Neal, wild word, wild gesture, long-donked to fever Allan dreams Adonis golden
boy-dropped out of ashcan all-America dream man, tire-kicking, oil-checking,
gas-filling, zen master wheelman gluing the enterprise together, Neal Cassady.
And a whirling crowd of others, including mad, street-wise, saint-gunsel,
Gregory Corso. I am a little fuzzy these days on the genesis of my relationship
to this crowd (although a reading of Ginsberg’s Howl was probably first
in those frantic, high school, Harvard Square-hopping, poetry-pounding,
guitar-strummed, existential word space, coffee, no sugar, I’ll have a refill,
please, fugitive dream’d, coffeehouse-anchored days). This I know. I qualified,
in triplicate, teen angst, teen alienation, teen luddite as a card-carrying
member in those days.
More recently that old time angst, that old time alienation and a smidgen
of that old-time luddite has cast its spell on me. I have been held hostage to,
been hypnotized by, been ocean-sized swept away by, been word ping-pong bounced
off of and collided into by, head over heels language-loved by, word-curled
around and caressed by the ancient black night into the drowsy dawn 1950s child
view vision Kerouac/Ginsberg/Burroughs/Corso-led “beats” homage to the great
American West night. (Beat: life beat-up, fellaheen and fellaheena beat-down,
beat around, be-bop jazz beat, beatified church beat, howl poem beat, beat
okay, anyway you can get a handle on it, beat.). The great American West “beat”
breakout from the day weary, boxed-in, shoulder-to-the-wheel, eyes forward,
hands to the keyboard, work-a-day-world, dream-fleshed-out night. Of leaving
behind on the slow-fast, two-lane, no passing, broken-lined old Route 6, or 66,
or 666, or whatever route, whatever dream route, whatever dream hitchhike gas
station/diner highway beyond the Eastern shores night, of the get away from the
machine, the machine-making machines, the “little boxes” machine night, and
also of the reckless breakout of mannered, cramped, parlor-fit language night.
Whoa!
This Kerouacian wordplay on-the-road’d, dharma-bummed, big sur’d,
desolation angel’d night, this Ginsberg-ite trumpet howl, cry-out to the high
heavens against the death machine night, this Burroughs-ish languid, sweet
opium-dreamed, laid-back night, this Neal Cassady-driven, foot-clutched,
brake-pedaled, wagon-master of the to and fro of the post-World War II American
West night, was not my night but close enough so that I could touch it, and
have it touch me even half a century later. So blame Jack and the gang, okay
and I will give you his current Lowell, Massachusetts home address upon request
so that you can direct your inquiries there.

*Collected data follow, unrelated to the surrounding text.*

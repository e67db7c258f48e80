//! Secret hierarchy as an in-memory tree, and its compact renderings.
//!
//! Wire shapes are fixed for existing consumers:
//! - `TreeNode` serializes as `{path, id, name, level, children}`.
//! - `CompressedNode` serializes as `{prefix, children}`, omitting `children` when empty.

pub mod builder;
pub mod compress;

pub use builder::{build_tree, SecretTree};
pub use compress::{compress_tree, compress_unbounded};

use serde::{Deserialize, Serialize};

use crate::policy::pattern::SEPARATOR;

/// Depth cap for enumeration and compression.
#[derive(Debug, Clone, Copy, PartialEq, Eq, Default, Serialize, Deserialize)]
#[serde(from = "i64", into = "i64")]
pub enum DepthLimit {
    #[default]
    Unlimited,
    Levels(usize),
}

impl DepthLimit {
    /// Negative values mean unlimited.
    pub fn from_sentinel(v: i64) -> Self {
        if v < 0 { DepthLimit::Unlimited } else { DepthLimit::Levels(v as usize) }
    }

    pub fn as_sentinel(&self) -> i64 {
        match self {
            DepthLimit::Unlimited => -1,
            DepthLimit::Levels(n) => *n as i64,
        }
    }

    /// Limit one level further down; `None` once exhausted.
    pub fn descend(&self) -> Option<DepthLimit> {
        match self {
            DepthLimit::Unlimited => Some(DepthLimit::Unlimited),
            DepthLimit::Levels(0) => None,
            DepthLimit::Levels(n) => Some(DepthLimit::Levels(n - 1)),
        }
    }
}

impl From<i64> for DepthLimit {
    fn from(v: i64) -> Self { DepthLimit::from_sentinel(v) }
}

impl From<DepthLimit> for i64 {
    fn from(d: DepthLimit) -> Self { d.as_sentinel() }
}

#[derive(Debug, Clone, PartialEq, Eq, Serialize, Deserialize)]
pub struct TreeNode {
    #[serde(rename = "path")]
    pub absolute_path: String,
    pub id: String,
    pub name: String,
    #[serde(rename = "level")]
    pub depth: usize,
    #[serde(default)]
    pub children: Vec<TreeNode>,
}

impl TreeNode {
    pub fn new(absolute_path: impl Into<String>, name: impl Into<String>, depth: usize) -> Self {
        let absolute_path = absolute_path.into();
        TreeNode { id: absolute_path.clone(), absolute_path, name: name.into(), depth, children: Vec::new() }
    }

    /// Root node for a listing root; `/` is named `/`, anything else by its last segment.
    pub fn root(path: &str) -> Self {
        let trimmed = path.trim_end_matches(SEPARATOR);
        let name = match trimmed.rsplit(SEPARATOR).next() {
            Some(seg) if !seg.is_empty() => seg.to_string(),
            _ => path.to_string(),
        };
        TreeNode::new(path, name, 0)
    }

    pub fn is_leaf(&self) -> bool { self.children.is_empty() }

    /// Number of nodes including `self`.
    pub fn node_count(&self) -> usize {
        let mut count = 0;
        let mut stack = vec![self];
        while let Some(n) = stack.pop() {
            count += 1;
            stack.extend(n.children.iter());
        }
        count
    }

    /// Copy with every node more than `limit` levels below `self` cut away.
    pub fn truncated(&self, limit: DepthLimit) -> TreeNode {
        let mut out = self.clone();
        let DepthLimit::Levels(levels) = limit else { return out };
        let horizon = self.depth + levels;
        let mut stack = vec![&mut out];
        while let Some(n) = stack.pop() {
            if n.depth >= horizon {
                n.children.clear();
            } else {
                stack.extend(n.children.iter_mut());
            }
        }
        out
    }

    pub fn max_depth(&self) -> usize {
        let mut deepest = self.depth;
        let mut stack = vec![self];
        while let Some(n) = stack.pop() {
            deepest = deepest.max(n.depth);
            stack.extend(n.children.iter());
        }
        deepest
    }
}

#[derive(Debug, Clone, PartialEq, Eq, Serialize, Deserialize)]
pub struct CompressedNode {
    pub prefix: String,
    #[serde(default, skip_serializing_if = "Vec::is_empty")]
    pub children: Vec<CompressedNode>,
}

impl CompressedNode {
    pub fn leaf(prefix: impl Into<String>) -> Self {
        CompressedNode { prefix: prefix.into(), children: Vec::new() }
    }

    /// Reinterpret as a tree: each prefix becomes a node name, paths are the joined prefixes.
    pub fn to_tree(&self) -> TreeNode {
        self.to_tree_at(&self.prefix, 0)
    }

    fn to_tree_at(&self, path: &str, depth: usize) -> TreeNode {
        let mut node = TreeNode::new(path, self.prefix.clone(), depth);
        node.children = self
            .children
            .iter()
            .map(|c| c.to_tree_at(&join_segment(path, &c.prefix), depth + 1))
            .collect();
        node
    }
}

/// Join with a single separator between `base` and `segment`.
pub fn join_segment(base: &str, segment: &str) -> String {
    if base.ends_with(SEPARATOR) {
        format!("{}{}", base, segment)
    } else {
        format!("{}{}{}", base, SEPARATOR, segment)
    }
}
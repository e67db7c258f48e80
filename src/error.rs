//! Error model for policy loading, tree enumeration and refresh cycles.
//! Only `Cancelled`, `DeadlineExceeded` and `Outage` abort a refresh; every other
//! variant is isolated to one policy or one subtree and surfaces as a `RefreshIssue`.

use serde::{Deserialize, Serialize};
use thiserror::Error;

#[derive(Debug, Clone, PartialEq, Eq, Error, Serialize, Deserialize)]
#[serde(tag = "type", rename_all = "snake_case")]
pub enum AuditError {
    /// Nothing stored at `path`. Callers treat this as zero children.
    #[error("nothing stored at {path}")]
    NotFound { path: String },
    /// Network, auth or listing failure against the backing store.
    #[error("backend error at {scope}: {message}")]
    Backend { scope: String, message: String },
    #[error("policy {policy} could not be decoded: {message}")]
    MalformedPolicyDocument { policy: String, message: String },
    #[error("invalid path pattern {pattern:?}: {reason}")]
    InvalidPattern { pattern: String, reason: String },
    #[error("refresh cancelled")]
    Cancelled,
    #[error("refresh exceeded its deadline of {after_ms}ms")]
    DeadlineExceeded { after_ms: u64 },
    #[error("backend unavailable: {message}")]
    Outage { message: String },
}

impl AuditError {
    pub fn not_found<S: Into<String>>(path: S) -> Self { AuditError::NotFound { path: path.into() } }
    pub fn backend<S: Into<String>, M: Into<String>>(scope: S, message: M) -> Self {
        AuditError::Backend { scope: scope.into(), message: message.into() }
    }
    pub fn malformed<S: Into<String>, M: Into<String>>(policy: S, message: M) -> Self {
        AuditError::MalformedPolicyDocument { policy: policy.into(), message: message.into() }
    }
    pub fn invalid_pattern<S: Into<String>, M: Into<String>>(pattern: S, reason: M) -> Self {
        AuditError::InvalidPattern { pattern: pattern.into(), reason: reason.into() }
    }
    pub fn outage<M: Into<String>>(message: M) -> Self { AuditError::Outage { message: message.into() } }

    pub fn code_str(&self) -> &'static str {
        match self {
            AuditError::NotFound { .. } => "not_found",
            AuditError::Backend { .. } => "transient_backend_error",
            AuditError::MalformedPolicyDocument { .. } => "malformed_policy_document",
            AuditError::InvalidPattern { .. } => "invalid_pattern",
            AuditError::Cancelled => "cancelled",
            AuditError::DeadlineExceeded { .. } => "deadline_exceeded",
            AuditError::Outage { .. } => "outage",
        }
    }

    /// True when the whole refresh must be discarded.
    pub fn is_fatal(&self) -> bool {
        matches!(self, AuditError::Cancelled | AuditError::DeadlineExceeded { .. } | AuditError::Outage { .. })
    }
}

pub type AuditResult<T> = Result<T, AuditError>;

/// What an isolated failure was attached to.
#[derive(Debug, Clone, PartialEq, Eq, Serialize, Deserialize)]
#[serde(tag = "kind", content = "name", rename_all = "snake_case")]
pub enum IssueScope {
    Policy(String),
    Subtree(String),
}

impl std::fmt::Display for IssueScope {
    fn fmt(&self, f: &mut std::fmt::Formatter<'_>) -> std::fmt::Result {
        match self {
            IssueScope::Policy(name) => write!(f, "policy:{}", name),
            IssueScope::Subtree(path) => write!(f, "subtree:{}", path),
        }
    }
}

/// A failure that was isolated instead of aborting the refresh.
#[derive(Debug, Clone, PartialEq, Eq, Serialize, Deserialize)]
pub struct RefreshIssue {
    pub scope: IssueScope,
    pub code: String,
    pub message: String,
}

impl RefreshIssue {
    pub fn new(scope: IssueScope, err: &AuditError) -> Self {
        Self { scope, code: err.code_str().to_string(), message: err.to_string() }
    }
}
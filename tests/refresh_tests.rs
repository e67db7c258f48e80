//! Refresh integration tests: a whole cycle against in-memory store fixtures,
//! covering isolated failures, refresh-level aborts and the served views.

use std::time::Duration;

use secretpaths::{
    AuditConfig, AuditError, AuditResult, Auditor, CancelToken, IssueScope, MemoryStore, PolicySource, SecretLister,
};

const FIXTURE: &str = r#"{
    "mounts": {"secret": ["team/db/password", "team/db/user", "team/api", "app", "private/key"]},
    "policies": {
        "root": {"path": {"*": {"capabilities": ["sudo"]}}},
        "everyone": {"path": {"secret/*": {"capabilities": ["read", "list"]}, "secret/private/key": {"capabilities": ["deny"]}}},
        "team-db": {"path": {"secret/team/db/*": {"capabilities": ["read"]}}},
        "apps": {"path": {"secret/+": {"capabilities": ["read"]}}}
    }
}"#;

fn config() -> AuditConfig {
    AuditConfig { workers: 2, refresh_timeout_ms: 5_000, ..AuditConfig::default() }
}

fn auditor(fixture: &str) -> Auditor<MemoryStore> {
    Auditor::new(MemoryStore::from_json(fixture).unwrap(), config())
}

#[tokio::test]
async fn full_refresh_produces_every_view() {
    let snap = auditor(FIXTURE).refresh(&CancelToken::new()).await.unwrap();
    assert_eq!(snap.mount, "secret");
    assert!(snap.issues.is_empty(), "unexpected issues: {:?}", snap.issues);

    let names: Vec<&str> = snap.policies.iter().map(|p| p.name()).collect();
    assert_eq!(names, vec!["everyone", "team-db", "apps"]);

    assert_eq!(
        snap.leaf_paths,
        vec!["secret/team/db/password", "secret/team/db/user", "secret/team/api", "secret/app", "secret/private/key"]
    );
    assert_eq!(snap.graph.prefix, "/");
    assert_eq!(snap.graph.children.len(), 3);
    assert_eq!(snap.tree.node_count(), 9);

    let level = snap.level(1).unwrap();
    let prefixes: Vec<&str> = level.children.iter().map(|c| c.prefix.as_str()).collect();
    assert_eq!(prefixes, vec!["team", "app", "private/key"]);
    assert!(snap.level(4).is_none());
}

#[tokio::test]
async fn annotation_follows_policy_evaluation() {
    let snap = auditor(FIXTURE).refresh(&CancelToken::new()).await.unwrap();
    let get = |p: &str| snap.policies_for(p).map(|s| s.iter().cloned().collect::<Vec<_>>());
    assert_eq!(get("secret/team/db/password"), Some(vec!["everyone".to_string(), "team-db".to_string()]));
    assert_eq!(get("secret/app"), Some(vec!["apps".to_string(), "everyone".to_string()]));
    // exact deny in "everyone"; nothing else covers it
    assert_eq!(get("secret/private/key"), None);
    assert_eq!(get("secret/unknown"), None);

    // every leaf appears exactly once in the annotated list
    assert_eq!(snap.annotation.secrets.len(), snap.leaf_paths.len());
    for s in snap.annotation.secrets.iter() {
        let expected: Vec<String> = snap
            .policies
            .iter()
            .filter(|p| p.evaluate(&s.path))
            .map(|p| p.name().to_string())
            .collect::<std::collections::BTreeSet<_>>()
            .into_iter()
            .collect();
        assert_eq!(s.policies, expected);
    }
}

#[tokio::test]
async fn bad_policies_are_skipped_and_reported() {
    let fixture = r#"{
        "mounts": {"secret": ["a"]},
        "policies": {
            "good": {"path": {"secret/a": {"capabilities": ["read"]}}},
            "garbled": "path \"secret/a\" {",
            "bad-glob": {"path": {"secret/*/x": {"capabilities": ["read"]}}}
        }
    }"#;
    let snap = auditor(fixture).refresh(&CancelToken::new()).await.unwrap();
    let names: Vec<&str> = snap.policies.iter().map(|p| p.name()).collect();
    assert_eq!(names, vec!["good"]);
    assert_eq!(snap.issues.len(), 2);
    assert_eq!(snap.issues[0].scope, IssueScope::Policy("garbled".into()));
    assert_eq!(snap.issues[0].code, "malformed_policy_document");
    assert_eq!(snap.issues[1].scope, IssueScope::Policy("bad-glob".into()));
    assert_eq!(snap.issues[1].code, "invalid_pattern");
    assert!(snap.policies_for("secret/a").is_some());
}

#[tokio::test]
async fn excluded_policies_are_never_loaded() {
    let a = auditor(FIXTURE);
    let loaded = a.load_policies(&CancelToken::new()).await.unwrap();
    assert!(loaded.policies.iter().all(|p| p.name() != "root"));

    let mut cfg = config();
    cfg.excluded_policies.clear();
    let a = Auditor::new(MemoryStore::from_json(FIXTURE).unwrap(), cfg);
    let loaded = a.load_policies(&CancelToken::new()).await.unwrap();
    assert_eq!(loaded.policies[0].name(), "root");
}

#[tokio::test]
async fn failing_subtree_yields_a_partial_snapshot() {
    let a = auditor(FIXTURE);
    a.store().fail_listing("secret", "/team/");
    let snap = a.refresh(&CancelToken::new()).await.unwrap();
    assert_eq!(snap.leaf_paths, vec!["secret/app", "secret/private/key"]);
    assert_eq!(snap.issues.len(), 1);
    assert_eq!(snap.issues[0].scope, IssueScope::Subtree("/team/".into()));
    assert!(snap.tree.children[0].is_leaf());
}

#[tokio::test]
async fn unavailable_store_is_an_outage() {
    let a = auditor(FIXTURE);
    a.store().set_unavailable(true);
    let err = a.refresh(&CancelToken::new()).await.unwrap_err();
    assert!(matches!(err, AuditError::Outage { .. }));
    assert!(err.is_fatal());
}

#[tokio::test]
async fn unlistable_root_is_an_outage() {
    let a = auditor(FIXTURE);
    a.store().fail_listing("secret", "/");
    let err = a.refresh(&CancelToken::new()).await.unwrap_err();
    assert_eq!(err.code_str(), "outage");
}

#[tokio::test]
async fn empty_mount_is_an_empty_snapshot() {
    let mut cfg = config();
    cfg.mount = "kv".into();
    let a = Auditor::new(MemoryStore::from_json(FIXTURE).unwrap(), cfg);
    let snap = a.refresh(&CancelToken::new()).await.unwrap();
    assert!(snap.tree.is_leaf());
    assert!(snap.leaf_paths.is_empty());
    assert!(snap.annotation.index.is_empty());
}

#[tokio::test]
async fn cancelled_refresh_publishes_nothing() {
    let cancel = CancelToken::new();
    cancel.cancel();
    let err = auditor(FIXTURE).refresh(&cancel).await.unwrap_err();
    assert_eq!(err, AuditError::Cancelled);
}

#[tokio::test]
async fn depth_cap_trims_views_but_not_annotation() {
    let mut cfg = config();
    cfg.max_depth = 1;
    let a = Auditor::new(MemoryStore::from_json(FIXTURE).unwrap(), cfg);
    let snap = a.refresh(&CancelToken::new()).await.unwrap();
    assert_eq!(snap.tree.max_depth(), 1);
    assert!(snap.graph.children.iter().all(|c| c.children.is_empty()));
    assert_eq!(snap.leaf_paths.len(), 5);
    assert_eq!(
        snap.policies_for("secret/team/db/password").map(|s| s.len()),
        Some(2),
        "secrets below the cap are still audited"
    );
    assert!(snap.issues.is_empty());
}

#[tokio::test]
async fn unqualified_leaf_paths() {
    let mut cfg = config();
    cfg.qualify_leaf_paths = false;
    let a = Auditor::new(MemoryStore::from_json(FIXTURE).unwrap(), cfg);
    let snap = a.refresh(&CancelToken::new()).await.unwrap();
    assert_eq!(snap.leaf_paths[3], "/app");
    // mount-prefixed patterns no longer line up with bare tree paths
    assert!(snap.annotation.index.is_empty());
}

struct SlowStore {
    inner: MemoryStore,
    delay: Duration,
}

impl SecretLister for SlowStore {
    async fn list_children(&self, path: &str, mount: &str) -> AuditResult<Vec<String>> {
        tokio::time::sleep(self.delay).await;
        self.inner.list_children(path, mount).await
    }
}

impl PolicySource for SlowStore {
    async fn list_policies(&self) -> AuditResult<Vec<String>> {
        self.inner.list_policies().await
    }

    async fn read_policy_document(&self, name: &str) -> AuditResult<Vec<u8>> {
        self.inner.read_policy_document(name).await
    }
}

#[tokio::test]
async fn deadline_discards_the_refresh() {
    let store = SlowStore { inner: MemoryStore::from_json(FIXTURE).unwrap(), delay: Duration::from_secs(5) };
    let cfg = AuditConfig { refresh_timeout_ms: 50, ..config() };
    let err = Auditor::new(store, cfg).refresh(&CancelToken::new()).await.unwrap_err();
    assert_eq!(err, AuditError::DeadlineExceeded { after_ms: 50 });
}

#[tokio::test]
async fn snapshot_serializes_for_consumers() {
    let snap = auditor(FIXTURE).refresh(&CancelToken::new()).await.unwrap();
    let v = serde_json::to_value(&snap).unwrap();
    assert_eq!(v["mount"], "secret");
    assert!(v["generated_at"].is_string());
    assert_eq!(v["tree"]["path"], "/");
    assert_eq!(v["graph"]["prefix"], "/");
    assert_eq!(v["policies"][0]["name"], "everyone");
    assert!(v["annotation"]["index"]["secret/app"].is_array());
}
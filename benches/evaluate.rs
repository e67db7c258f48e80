use criterion::{criterion_group, criterion_main, BenchmarkId, Criterion, SamplingMode, Throughput};
use rand::{rngs::StdRng, Rng, SeedableRng};

use secretpaths::{annotate, compile_policy, Policy, RawRule};

const SEGMENTS: [&str; 8] = ["team", "app", "db", "api", "ops", "billing", "infra", "shared"];

fn gen_paths(n: usize, seed: u64) -> Vec<String> {
    let mut rng = StdRng::seed_from_u64(seed);
    (0..n)
        .map(|i| {
            let depth = rng.gen_range(1..6);
            let mut p = String::from("secret");
            for _ in 0..depth {
                p.push('/');
                p.push_str(SEGMENTS[rng.gen_range(0..SEGMENTS.len())]);
            }
            p.push_str(&format!("/key{}", i));
            p
        })
        .collect()
}

fn gen_policies(n: usize, rules_per_policy: usize, seed: u64) -> Vec<Policy> {
    let mut rng = StdRng::seed_from_u64(seed);
    (0..n)
        .map(|i| {
            let raw: Vec<RawRule> = (0..rules_per_policy)
                .map(|_| {
                    let a = SEGMENTS[rng.gen_range(0..SEGMENTS.len())];
                    let b = SEGMENTS[rng.gen_range(0..SEGMENTS.len())];
                    let pattern = match rng.gen_range(0..4) {
                        0 => format!("secret/{}/*", a),
                        1 => format!("secret/+/{}/*", b),
                        2 => format!("secret/{}/{}", a, b),
                        _ => format!("secret/{}-*", a),
                    };
                    let caps: &[&str] = if rng.gen_bool(0.1) { &["deny"] } else { &["read", "list"] };
                    RawRule::new(pattern, caps.iter().copied())
                })
                .collect();
            compile_policy(format!("policy-{}", i), &raw).unwrap()
        })
        .collect()
}

fn bench_evaluate(c: &mut Criterion) {
    let paths = gen_paths(10_000, 0xBEEF_CAFE);
    let mut group = c.benchmark_group("policy_evaluate");
    group.sampling_mode(SamplingMode::Flat);
    group.sample_size(20);

    for &rules in &[4usize, 32, 128] {
        let policy = gen_policies(1, rules, 0xDEAD_BEEF).remove(0);
        group.throughput(Throughput::Elements(paths.len() as u64));
        group.bench_with_input(BenchmarkId::new("rules", rules), &policy, |b, policy| {
            b.iter(|| {
                let granted = paths.iter().filter(|p| policy.evaluate(p)).count();
                criterion::black_box(granted);
            });
        });
    }
    group.finish();
}

fn bench_compile(c: &mut Criterion) {
    let mut group = c.benchmark_group("policy_compile");
    group.sample_size(20);
    let mut rng = StdRng::seed_from_u64(7);
    let raw: Vec<RawRule> = (0..256)
        .map(|i| RawRule::new(format!("secret/{}/+/k{}*", SEGMENTS[rng.gen_range(0..SEGMENTS.len())], i), ["read"]))
        .collect();
    group.bench_function("256_rules", |b| {
        b.iter(|| criterion::black_box(compile_policy("bench", &raw).unwrap()));
    });
    group.finish();
}

fn bench_annotate(c: &mut Criterion) {
    let paths = gen_paths(20_000, 0x1234_5678);
    let policies = gen_policies(50, 16, 0x8765_4321);
    let mut group = c.benchmark_group("annotate");
    group.sampling_mode(SamplingMode::Flat);
    group.sample_size(10);
    group.throughput(Throughput::Elements(paths.len() as u64));

    for &workers in &[1usize, 2, 4, 8] {
        group.bench_with_input(BenchmarkId::new("workers", workers), &workers, |b, &w| {
            b.iter(|| criterion::black_box(annotate(&paths, &policies, w)));
        });
    }
    group.finish();
}

criterion_group!(benches, bench_evaluate, bench_compile, bench_annotate);
criterion_main!(benches);
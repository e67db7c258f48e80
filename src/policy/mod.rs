//! Policy model: a named set of compiled rules ordered most-specific first,
//! and the allow/deny evaluation run against concrete secret paths.

pub mod pattern;
pub mod rule;

pub use pattern::{compile, matches, PathMatcher};
pub use rule::{Capability, PriorityKey, RawRule, Rule};

use serde::Serialize;

use crate::error::AuditResult;

#[derive(Debug, Clone, Serialize)]
pub struct Policy {
    name: String,
    rules: Vec<Rule>,
}

impl Policy {
    /// Sorts `rules` by descending priority. The sort is stable, so duplicate
    /// patterns keep their document order.
    pub fn new(name: impl Into<String>, mut rules: Vec<Rule>) -> Self {
        rules.sort_by(|a, b| b.priority_key().cmp(a.priority_key()));
        Policy { name: name.into(), rules }
    }

    /// Compile every raw rule; the first invalid pattern rejects the whole policy.
    pub fn compile(name: impl Into<String>, raw: &[RawRule]) -> AuditResult<Self> {
        let rules = raw.iter().map(Rule::from_raw).collect::<AuditResult<Vec<_>>>()?;
        Ok(Policy::new(name, rules))
    }

    pub fn name(&self) -> &str { &self.name }
    pub fn rules(&self) -> &[Rule] { &self.rules }
    pub fn rule_count(&self) -> usize { self.rules.len() }

    /// Walk rules in priority order. The first rule that grants decides `true`;
    /// a `deny` rule whose pattern is literally `path` decides `false`.
    pub fn evaluate(&self, path: &str) -> bool {
        for rule in self.rules.iter() {
            if rule.grants(path) {
                return true;
            }
            if rule.denies_exactly(path) {
                return false;
            }
        }
        false
    }

    pub fn contains_deny(&self) -> bool {
        self.rules.iter().any(Rule::is_deny)
    }

    /// Render in the store's policy syntax, one `path` block per rule.
    pub fn to_hcl(&self) -> String {
        let mut out = String::new();
        for rule in self.rules.iter() {
            let caps = rule
                .capabilities()
                .iter()
                .map(|c| format!("\"{}\"", c))
                .collect::<Vec<_>>()
                .join(", ");
            out.push_str(&format!("path \"{}\" {{\n  capabilities = [{}]\n}}\n\n", rule.path(), caps));
        }
        out
    }
}

pub fn compile_policy(name: impl Into<String>, raw: &[RawRule]) -> AuditResult<Policy> {
    Policy::compile(name, raw)
}
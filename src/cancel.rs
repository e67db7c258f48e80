use std::sync::atomic::{AtomicBool, Ordering};
use std::sync::Arc;

use crate::error::{AuditError, AuditResult};

/// Cooperative cancellation flag shared between a refresh and whoever may abort it.
#[derive(Debug, Clone, Default)]
pub struct CancelToken {
    flag: Arc<AtomicBool>,
    ancestors: Vec<Arc<AtomicBool>>,
}

impl CancelToken {
    pub fn new() -> Self { Self::default() }

    /// Token that observes `self` but can also be cancelled on its own.
    pub fn child(&self) -> Self {
        let mut ancestors = self.ancestors.clone();
        ancestors.push(self.flag.clone());
        CancelToken { flag: Arc::new(AtomicBool::new(false)), ancestors }
    }

    pub fn cancel(&self) { self.flag.store(true, Ordering::SeqCst); }

    pub fn is_cancelled(&self) -> bool {
        self.flag.load(Ordering::SeqCst) || self.ancestors.iter().any(|a| a.load(Ordering::SeqCst))
    }

    pub fn check(&self) -> AuditResult<()> {
        if self.is_cancelled() { Err(AuditError::Cancelled) } else { Ok(()) }
    }
}
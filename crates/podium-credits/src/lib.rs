//! Time-accrued credit ledger for the Podium voting service.
//!
//! Participants earn one spendable credit per configured interval of
//! event time, up to a cap, and spend them casting votes. This crate
//! owns the accrual arithmetic and the charge discipline; the actual
//! serialization point for concurrent charges is the store's conditional
//! updates.
//!
//! Pausing is a settings-level concern: while the voting-paused flag is
//! set nothing here changes, and on resume [`CreditLedger::resume`]
//! shifts every account's accrual anchor by the pause duration so paused
//! time never counts toward the next credit.

pub mod accrual;
pub mod ledger;

pub use accrual::{accrue, Accrual};
pub use ledger::{BalanceView, ChargeOutcome, CreditError, CreditLedger};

Blame Jack, as well, for the busting out beyond the factory lakes,
corn-fed plains, get the hell out of Kansas flats, on up into the
rockiesmountainhigh (or is it just high) and then straight, no time for
dinosaur lament Ogden or tumbleweed Winnemucca, to the coast, come hell or high
water. Yah, busting out and free. Kid dream great American West night,
car-driven (hell, old pick-up truck-driven, English racer bicycle-driven,
hitchhike thumbed, flat-bed train-ridden, sore-footed, shoe-beaten walked, if
need be), two dollar tank-filled, oil-checked, tires-kicked, money pocket’d,
surf’s up, surf’s crashing up against the high shoulder ancient seawalls,
cruising down the coast highway, Pacific Coast Highway One, the endlessly twisting
jalopy-driven pin-turned coast highway, down by the shore, sand swirling,
bingo, bango, bongo with your baby everything’s alright, go some place after
the bango, some great American West drive-in place. Can you blame them or me?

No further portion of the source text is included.